» **THE PROBLEM**
Among the entries below, copy every line that carries the word "enum".

» **DATASET RECORDS**
'''
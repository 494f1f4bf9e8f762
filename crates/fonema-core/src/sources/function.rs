//! Closure-backed pronunciation source.

use std::fmt;

use crate::error::FonemaResult;

use super::{Availability, PronunciationSource};

/// Pronunciation source wrapping a plain function.
///
/// Useful for plugging an in-process G2P routine into a phonemizer, and for
/// tests that need a stand-in for the real resource. A function source is
/// always available.
pub struct FnSource<F> {
    name: String,
    pronounce: F,
}

impl<F> FnSource<F>
where
    F: Fn(&str) -> anyhow::Result<Vec<String>> + Send + Sync,
{
    /// Wrap `pronounce` under the given backend name
    pub fn new<S: Into<String>>(name: S, pronounce: F) -> Self {
        Self {
            name: name.into(),
            pronounce,
        }
    }
}

impl<F> fmt::Debug for FnSource<F> {
    fn fmt(&self, f: &mut fmt::Formatter<'_>) -> fmt::Result {
        f.debug_struct("FnSource").field("name", &self.name).finish_non_exhaustive()
    }
}

impl<F> PronunciationSource for FnSource<F>
where
    F: Fn(&str) -> anyhow::Result<Vec<String>> + Send + Sync,
{
    fn backend_name(&self) -> &str {
        &self.name
    }

    fn probe(&self) -> Availability {
        Availability::Available
    }

    fn pronounce(&self, text: &str) -> FonemaResult<Vec<String>> {
        Ok((self.pronounce)(text)?)
    }
}
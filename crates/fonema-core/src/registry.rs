//! Registry of phonemizers selected by language tag.
//!
//! A TTS pipeline serving several languages registers one phonemizer per
//! language and routes each utterance through [`PhonemizerRegistry::phonemize`].
//! Unlike individual phonemizers, the registry rejects language tags it does
//! not know.

use std::collections::{BTreeMap, HashMap};
use std::sync::Arc;

use tracing::{debug, info, warn};

use crate::config::{FonemaConfig, PhonemizerConfig};
use crate::error::{FonemaError, FonemaResult};
use crate::phonemizer::Phonemizer;
use crate::sources::PronunciationSource;
use crate::uk_ua::{UkUaPhonemizer, UK_UA_LANGUAGE, UK_UA_PHONEMIZER_NAME};

/// Names accepted by [`phonemizer_by_name`]
pub const AVAILABLE_PHONEMIZERS: &[&str] = &[UK_UA_PHONEMIZER_NAME];

/// Build a phonemizer from its name
///
/// # Errors
///
/// Returns [`FonemaError::UnknownPhonemizer`] if `name` is not one of
/// [`AVAILABLE_PHONEMIZERS`].
pub fn phonemizer_by_name(
    name: &str,
    source: Arc<dyn PronunciationSource>,
    config: PhonemizerConfig,
) -> FonemaResult<Arc<dyn Phonemizer>> {
    match name {
        UK_UA_PHONEMIZER_NAME => Ok(Arc::new(UkUaPhonemizer::with_config(source, config))),
        _ => Err(FonemaError::unknown_phonemizer(name)),
    }
}

/// Name of the phonemizer used for `language` when none is configured
#[must_use]
pub fn default_phonemizer_for(language: &str) -> Option<&'static str> {
    match language {
        UK_UA_LANGUAGE => Some(UK_UA_PHONEMIZER_NAME),
        _ => None,
    }
}

/// Phonemizers indexed by the language tags they serve
#[derive(Debug, Default, Clone)]
pub struct PhonemizerRegistry {
    phonemizers: HashMap<String, Arc<dyn Phonemizer>>,
}

impl PhonemizerRegistry {
    /// Create an empty registry
    #[must_use]
    pub fn new() -> Self {
        Self::default()
    }

    /// Create a registry holding the phonemizers described by `config`
    #[must_use]
    pub fn from_config(config: &FonemaConfig) -> Self {
        let mut registry = Self::new();
        registry.register(Arc::new(config.build_phonemizer()));
        registry
    }

    /// Register a phonemizer under every language it supports.
    ///
    /// A language already served by another phonemizer is taken over.
    pub fn register(&mut self, phonemizer: Arc<dyn Phonemizer>) {
        for language in phonemizer.supported_languages().into_keys() {
            if let Some(previous) = self.phonemizers.get(&language) {
                warn!(
                    "Replacing phonemizer '{}' for {} with '{}'",
                    previous.name(),
                    language,
                    phonemizer.name()
                );
            }
            info!("Registered phonemizer '{}' for {}", phonemizer.name(), language);
            self.phonemizers.insert(language, Arc::clone(&phonemizer));
        }
    }

    /// Get the phonemizer serving `language`
    ///
    /// # Errors
    ///
    /// Returns [`FonemaError::UnsupportedLanguage`] if no phonemizer serves it.
    pub fn get(&self, language: &str) -> FonemaResult<&Arc<dyn Phonemizer>> {
        self.phonemizers
            .get(language)
            .ok_or_else(|| FonemaError::unsupported_language(language))
    }

    /// Phonemize `text` with the phonemizer serving `language`
    ///
    /// # Errors
    ///
    /// Returns an error if the language is not registered, or whatever the
    /// selected phonemizer returns.
    pub fn phonemize(&self, text: &str, separator: &str, language: &str) -> FonemaResult<String> {
        let phonemizer = self.get(language)?;
        debug!("Routing {} text to '{}'", language, phonemizer.name());
        phonemizer.phonemize(text, separator, Some(language))
    }

    /// Whether a phonemizer serves `language` and its resource resolves
    #[must_use]
    pub fn is_available(&self, language: &str) -> bool {
        self.phonemizers
            .get(language)
            .is_some_and(|phonemizer| phonemizer.is_available())
    }

    /// Every registered language tag mapped to its human-readable name
    #[must_use]
    pub fn supported_languages(&self) -> BTreeMap<String, String> {
        self.phonemizers
            .iter()
            .filter_map(|(tag, phonemizer)| {
                phonemizer
                    .supported_languages()
                    .remove(tag)
                    .map(|name| (tag.clone(), name))
            })
            .collect()
    }

    /// Registered language tags, sorted
    #[must_use]
    pub fn languages(&self) -> Vec<String> {
        let mut languages: Vec<String> = self.phonemizers.keys().cloned().collect();
        languages.sort();
        languages
    }

    /// Log every registered phonemizer
    pub fn log_summary(&self) {
        for language in self.languages() {
            if let Some(phonemizer) = self.phonemizers.get(&language) {
                info!("- {}: {} v{}", language, phonemizer.name(), phonemizer.version());
            }
        }
    }
}
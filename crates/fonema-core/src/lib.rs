//! # Fonema Core
//!
//! Phonemizer adapters for text-to-speech pipelines.
//!
//! ## Features
//!
//! - A uniform [`Phonemizer`] interface selectable by language tag
//! - Ukrainian phonemizer delegating to a pluggable pronunciation source
//! - espeak-ng and lexicon-file pronunciation sources
//! - Punctuation-preserving phonemization
//! - TOML configuration
//!
//! ## Example
//!
//! ```rust,no_run
//! use fonema_core::{Phonemizer, UkUaPhonemizer};
//!
//! fn main() -> anyhow::Result<()> {
//!     let phonemizer = UkUaPhonemizer::default();
//!     if phonemizer.is_available() {
//!         let phonemes = phonemizer.phonemize("Це тестове речення.", "|", None)?;
//!         println!("{phonemes}");
//!     }
//!     Ok(())
//! }
//! ```

#![deny(missing_docs)]
#![deny(unsafe_code)]
#![warn(clippy::all)]
#![warn(clippy::pedantic)]
#![warn(clippy::nursery)]
#![allow(clippy::module_name_repetitions)]

pub mod config;
pub mod error;
pub mod phonemizer;
pub mod punctuation;
pub mod registry;
pub mod sources;
pub mod uk_ua;

#[cfg(test)]
mod testing;

// Re-export main types for convenience
pub use config::{BackendConfig, FonemaConfig, PhonemizerConfig};
pub use error::{FonemaError, FonemaResult};
pub use phonemizer::Phonemizer;
pub use punctuation::{Punctuation, PunctuationMark, PunctuationPosition};
pub use registry::{default_phonemizer_for, phonemizer_by_name, PhonemizerRegistry};
pub use sources::{Availability, EspeakSource, FnSource, LexiconSource, PronunciationSource};
pub use uk_ua::{UkUaPhonemizer, UK_UA_LANGUAGE, UK_UA_PHONEMIZER_NAME};

/// Version information for the fonema-core crate
pub const VERSION: &str = env!("CARGO_PKG_VERSION");

/// Default punctuation set for Ukrainian text
pub const DEFAULT_UK_PUNCTUATIONS: &str = ".,!?;:()[]";

/// Default separator placed between phoneme symbols
pub const DEFAULT_SEPARATOR: &str = "|";
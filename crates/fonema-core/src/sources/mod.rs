//! Pronunciation sources.
//!
//! A pronunciation source is the external resource a phonemizer delegates to:
//! it turns text into an ordered sequence of phoneme symbols. Sources are
//! injected into phonemizers at construction and resolve their backing
//! resource lazily, so a phonemizer can always be built and only its
//! availability probe or its `phonemize` calls touch the resource.

pub mod espeak;
pub mod function;
pub mod lexicon;

pub use espeak::EspeakSource;
pub use function::FnSource;
pub use lexicon::LexiconSource;

use crate::error::FonemaResult;

/// Outcome of resolving a pronunciation source's backing resource
#[derive(Debug, Clone, PartialEq, Eq)]
pub enum Availability {
    /// The resource resolved and can be used
    Available,
    /// The resource could not be resolved
    Unavailable {
        /// Why resolution failed
        reason: String,
    },
}

impl Availability {
    /// Create an unavailable status
    #[must_use]
    pub fn unavailable<S: Into<String>>(reason: S) -> Self {
        Self::Unavailable {
            reason: reason.into(),
        }
    }

    /// Whether the resource resolved
    #[must_use]
    pub const fn is_available(&self) -> bool {
        matches!(self, Self::Available)
    }
}

/// Trait that every pronunciation resource must implement
pub trait PronunciationSource: Send + Sync + std::fmt::Debug {
    /// Short name of the backing resource, used in logs
    fn backend_name(&self) -> &str;

    /// Resolve the backing resource without failing.
    ///
    /// Only resolution failures are reported here; they never escape as
    /// errors.
    fn probe(&self) -> Availability;

    /// Convert text into an ordered sequence of phoneme symbols
    ///
    /// # Errors
    ///
    /// Returns [`crate::FonemaError::DependencyUnavailable`] if the resource
    /// cannot be resolved, or [`crate::FonemaError::PronunciationFailed`] if it
    /// fails on this input.
    fn pronounce(&self, text: &str) -> FonemaResult<Vec<String>>;
}
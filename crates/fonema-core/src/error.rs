//! Error types for Fonema phonemizers.

/// Result type alias for Fonema operations
pub type FonemaResult<T> = Result<T, FonemaError>;

/// Main error type for phonemizer operations
#[derive(thiserror::Error, Debug, Clone, PartialEq, Eq)]
pub enum FonemaError {
    /// The external pronunciation resource could not be located
    #[error("Pronunciation resource unavailable: {message}")]
    DependencyUnavailable {
        /// Error message describing what could not be resolved
        message: String,
    },

    /// The pronunciation resource is present but failed on the given input
    #[error("Pronunciation failed: {message}")]
    PronunciationFailed {
        /// Error message describing the failure
        message: String,
    },

    /// No phonemizer serves the requested language tag
    #[error("Language '{language}' is not supported")]
    UnsupportedLanguage {
        /// The language tag that was requested
        language: String,
    },

    /// No phonemizer is known under the requested name
    #[error("Phonemizer '{name}' not found")]
    UnknownPhonemizer {
        /// The phonemizer name that was requested
        name: String,
    },

    /// Invalid input error
    #[error("Invalid input: {message}")]
    InvalidInput {
        /// Error message describing the invalid input
        message: String,
    },

    /// Configuration error
    #[error("Configuration error: {message}")]
    ConfigurationError {
        /// Error message describing the configuration issue
        message: String,
    },

    /// File I/O error
    #[error("File I/O error: {message}")]
    FileError {
        /// Error message describing the file operation failure
        message: String,
    },
}

impl FonemaError {
    /// Create a new dependency-unavailable error
    #[must_use]
    pub fn dependency_unavailable<S: Into<String>>(message: S) -> Self {
        Self::DependencyUnavailable {
            message: message.into(),
        }
    }

    /// Create a new pronunciation failure
    #[must_use]
    pub fn pronunciation<S: Into<String>>(message: S) -> Self {
        Self::PronunciationFailed {
            message: message.into(),
        }
    }

    /// Create a new unsupported language error
    #[must_use]
    pub fn unsupported_language<S: Into<String>>(language: S) -> Self {
        Self::UnsupportedLanguage {
            language: language.into(),
        }
    }

    /// Create a new unknown phonemizer error
    #[must_use]
    pub fn unknown_phonemizer<S: Into<String>>(name: S) -> Self {
        Self::UnknownPhonemizer { name: name.into() }
    }

    /// Create a new invalid input error
    #[must_use]
    pub fn invalid_input<S: Into<String>>(message: S) -> Self {
        Self::InvalidInput {
            message: message.into(),
        }
    }

    /// Create a new configuration error
    #[must_use]
    pub fn configuration<S: Into<String>>(message: S) -> Self {
        Self::ConfigurationError {
            message: message.into(),
        }
    }

    /// Create a new file error
    #[must_use]
    pub fn file<S: Into<String>>(message: S) -> Self {
        Self::FileError {
            message: message.into(),
        }
    }

    /// Check if this error means the pronunciation resource is missing
    #[must_use]
    pub const fn is_dependency_error(&self) -> bool {
        matches!(self, Self::DependencyUnavailable { .. })
    }

    /// Check if this error is due to invalid user input
    #[must_use]
    pub const fn is_user_error(&self) -> bool {
        matches!(
            self,
            Self::InvalidInput { .. }
                | Self::UnsupportedLanguage { .. }
                | Self::UnknownPhonemizer { .. }
                | Self::ConfigurationError { .. }
        )
    }

    /// Get the error category for logging
    #[must_use]
    pub const fn category(&self) -> &'static str {
        match self {
            Self::DependencyUnavailable { .. } => "dependency",
            Self::PronunciationFailed { .. } => "pronunciation",
            Self::UnsupportedLanguage { .. } => "language",
            Self::UnknownPhonemizer { .. } => "phonemizer",
            Self::InvalidInput { .. } => "input",
            Self::ConfigurationError { .. } => "configuration",
            Self::FileError { .. } => "file",
        }
    }
}

impl From<std::io::Error> for FonemaError {
    fn from(err: std::io::Error) -> Self {
        Self::file(err.to_string())
    }
}

impl From<serde_json::Error> for FonemaError {
    fn from(err: serde_json::Error) -> Self {
        Self::configuration(format!("JSON parsing error: {err}"))
    }
}

impl From<toml::de::Error> for FonemaError {
    fn from(err: toml::de::Error) -> Self {
        Self::configuration(format!("TOML parsing error: {err}"))
    }
}

impl From<anyhow::Error> for FonemaError {
    fn from(err: anyhow::Error) -> Self {
        match err.downcast::<Self>() {
            Ok(err) => err,
            Err(err) => Self::pronunciation(format!("{err:#}")),
        }
    }
}
//! Python bindings for Fonema phonemizers
//!
//! Exposes the Ukrainian phonemizer to Python TTS pipelines with the method
//! set their phonemizer registries expect: `name()`, `supported_languages()`,
//! `version()`, `is_available()` and `phonemize(text, separator, language)`.

use std::collections::BTreeMap;
use std::path::PathBuf;
use std::sync::Arc;

use pyo3::create_exception;
use pyo3::exceptions::PyException;
use pyo3::prelude::*;

use fonema_core::{
    EspeakSource, FonemaConfig, FonemaError, LexiconSource, Phonemizer, PhonemizerConfig,
    PronunciationSource, UkUaPhonemizer, DEFAULT_UK_PUNCTUATIONS, UK_UA_LANGUAGE,
    UK_UA_PHONEMIZER_NAME,
};

create_exception!(fonema, FonemaException, PyException);
create_exception!(fonema, DependencyUnavailableError, FonemaException);

fn to_py_err(err: FonemaError) -> PyErr {
    if err.is_dependency_error() {
        DependencyUnavailableError::new_err(err.to_string())
    } else {
        FonemaException::new_err(err.to_string())
    }
}

/// Ukrainian phonemizer backed by espeak-ng or a lexicon file
#[pyclass(name = "UK_UA_Phonemizer", module = "fonema", frozen)]
pub struct PyUkUaPhonemizer {
    inner: UkUaPhonemizer,
}

#[pymethods]
impl PyUkUaPhonemizer {
    #[new]
    #[pyo3(
        signature = (punctuations = DEFAULT_UK_PUNCTUATIONS.to_string(), keep_puncs = true, lexicon = None),
        text_signature = "(punctuations=\".,!?;:()[]\", keep_puncs=True, lexicon=None)"
    )]
    fn new(punctuations: String, keep_puncs: bool, lexicon: Option<PathBuf>) -> Self {
        let config = PhonemizerConfig::new(punctuations, keep_puncs);
        let source: Arc<dyn PronunciationSource> = match lexicon {
            Some(path) => Arc::new(LexiconSource::new(path)),
            None => Arc::new(EspeakSource::ukrainian()),
        };
        Self {
            inner: UkUaPhonemizer::with_config(source, config),
        }
    }

    /// Build a phonemizer from a Fonema TOML configuration file
    #[staticmethod]
    fn from_config(path: PathBuf) -> PyResult<Self> {
        let config = FonemaConfig::from_file(path).map_err(to_py_err)?;
        Ok(Self {
            inner: config.build_phonemizer(),
        })
    }

    #[classattr]
    fn language() -> &'static str {
        UK_UA_LANGUAGE
    }

    #[staticmethod]
    fn name() -> &'static str {
        UK_UA_PHONEMIZER_NAME
    }

    fn supported_languages(&self) -> BTreeMap<String, String> {
        self.inner.supported_languages()
    }

    fn version(&self) -> &str {
        self.inner.version()
    }

    fn is_available(&self, py: Python<'_>) -> bool {
        py.allow_threads(|| self.inner.is_available())
    }

    #[getter]
    fn punctuations(&self) -> &str {
        &self.inner.config().punctuations
    }

    #[getter]
    fn keep_puncs(&self) -> bool {
        self.inner.config().keep_punctuation
    }

    #[pyo3(signature = (text, separator = fonema_core::DEFAULT_SEPARATOR.to_string(), language = None))]
    fn phonemize(
        &self,
        py: Python<'_>,
        text: String,
        separator: String,
        language: Option<String>,
    ) -> PyResult<String> {
        py.allow_threads(|| self.inner.phonemize(&text, &separator, language.as_deref()))
            .map_err(to_py_err)
    }

    #[pyo3(signature = (text, separator = fonema_core::DEFAULT_SEPARATOR.to_string()))]
    fn phonemize_with_punctuation(
        &self,
        py: Python<'_>,
        text: String,
        separator: String,
    ) -> PyResult<String> {
        py.allow_threads(|| self.inner.phonemize_with_punctuation(&text, &separator))
            .map_err(to_py_err)
    }

    fn print_logs(&self) {
        self.inner.log_summary();
    }

    fn __repr__(&self) -> String {
        format!(
            "UK_UA_Phonemizer(backend={:?}, punctuations={:?}, keep_puncs={})",
            self.inner.backend_name(),
            self.inner.config().punctuations,
            self.inner.config().keep_punctuation
        )
    }
}

/// Python module for Fonema phonemizers
#[pymodule]
fn fonema(py: Python<'_>, m: &PyModule) -> PyResult<()> {
    pyo3_log::init();

    m.add_class::<PyUkUaPhonemizer>()?;
    m.add("FonemaException", py.get_type::<FonemaException>())?;
    m.add(
        "DependencyUnavailableError",
        py.get_type::<DependencyUnavailableError>(),
    )?;

    m.add("VERSION", fonema_core::VERSION)?;
    m.add("DEFAULT_SEPARATOR", fonema_core::DEFAULT_SEPARATOR)?;

    tracing::debug!("fonema Python module initialized");
    Ok(())
}
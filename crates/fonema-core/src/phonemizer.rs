//! The phonemizer interface.
//!
//! Every language-specific phonemizer implements [`Phonemizer`] so a TTS
//! pipeline can hold them interchangeably and pick one by language tag
//! (see [`crate::PhonemizerRegistry`]).

use std::collections::BTreeMap;

use tracing::{debug, info};

use crate::config::PhonemizerConfig;
use crate::error::FonemaResult;
use crate::punctuation::Punctuation;

/// Trait that all phonemizers must implement
pub trait Phonemizer: Send + Sync + std::fmt::Debug {
    /// Fixed identifier of this phonemizer variant
    fn name(&self) -> &str;

    /// Language tags served by this phonemizer, mapped to their
    /// human-readable names
    fn supported_languages(&self) -> BTreeMap<String, String>;

    /// Version of this phonemizer
    fn version(&self) -> &str;

    /// Whether the pronunciation resource can be resolved.
    ///
    /// Never fails: resolution problems are reported as `false`.
    fn is_available(&self) -> bool;

    /// Convert `text` to a phoneme string with symbols joined by `separator`
    ///
    /// # Arguments
    ///
    /// * `text` - Raw text to convert
    /// * `separator` - Delimiter placed between phoneme symbols
    /// * `language` - Requested language tag; single-language phonemizers may
    ///   ignore it
    ///
    /// # Errors
    ///
    /// Returns an error if the pronunciation resource is unavailable or
    /// fails on this input.
    fn phonemize(&self, text: &str, separator: &str, language: Option<&str>) -> FonemaResult<String>;

    /// The language tag this instance serves
    fn language(&self) -> &str;

    /// Punctuation settings this phonemizer was built with
    fn config(&self) -> &PhonemizerConfig;

    /// Compiled punctuation matcher for [`Phonemizer::config`]
    fn punctuation(&self) -> &Punctuation;

    /// Whether `language` is one of [`Phonemizer::supported_languages`]
    fn is_supported_language(&self, language: &str) -> bool {
        self.supported_languages().contains_key(language)
    }

    /// Phonemize with punctuation handled around the backend.
    ///
    /// With `keep_punctuation`, the text is cut at punctuation runs, each
    /// segment is phonemized on its own and the runs are put back verbatim.
    /// Without it, punctuation runs collapse to a single space before the
    /// whole text is phonemized.
    ///
    /// # Errors
    ///
    /// Propagates any error from [`Phonemizer::phonemize`].
    fn phonemize_with_punctuation(&self, text: &str, separator: &str) -> FonemaResult<String> {
        let text = text.trim();

        if !self.config().keep_punctuation {
            let stripped = self.punctuation().strip(text);
            return self.phonemize(&stripped, separator, None);
        }

        let (segments, marks) = self.punctuation().strip_to_restore(text);
        debug!(
            "Phonemizing {} segments around {} punctuation runs",
            segments.len(),
            marks.len()
        );

        let phonemized = segments
            .iter()
            .map(|segment| self.phonemize(segment, separator, None))
            .collect::<FonemaResult<Vec<_>>>()?;

        Ok(Punctuation::restore(phonemized, &marks).concat())
    }

    /// Log the language and backend of this phonemizer
    fn log_summary(&self) {
        info!("- Phoneme language: {}", self.language());
        info!("- Phoneme backend: {}", self.name());
    }
}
'''
» **SOLUTION TO THE PROBLEM**
pub enum Availability {
pub enum FonemaError {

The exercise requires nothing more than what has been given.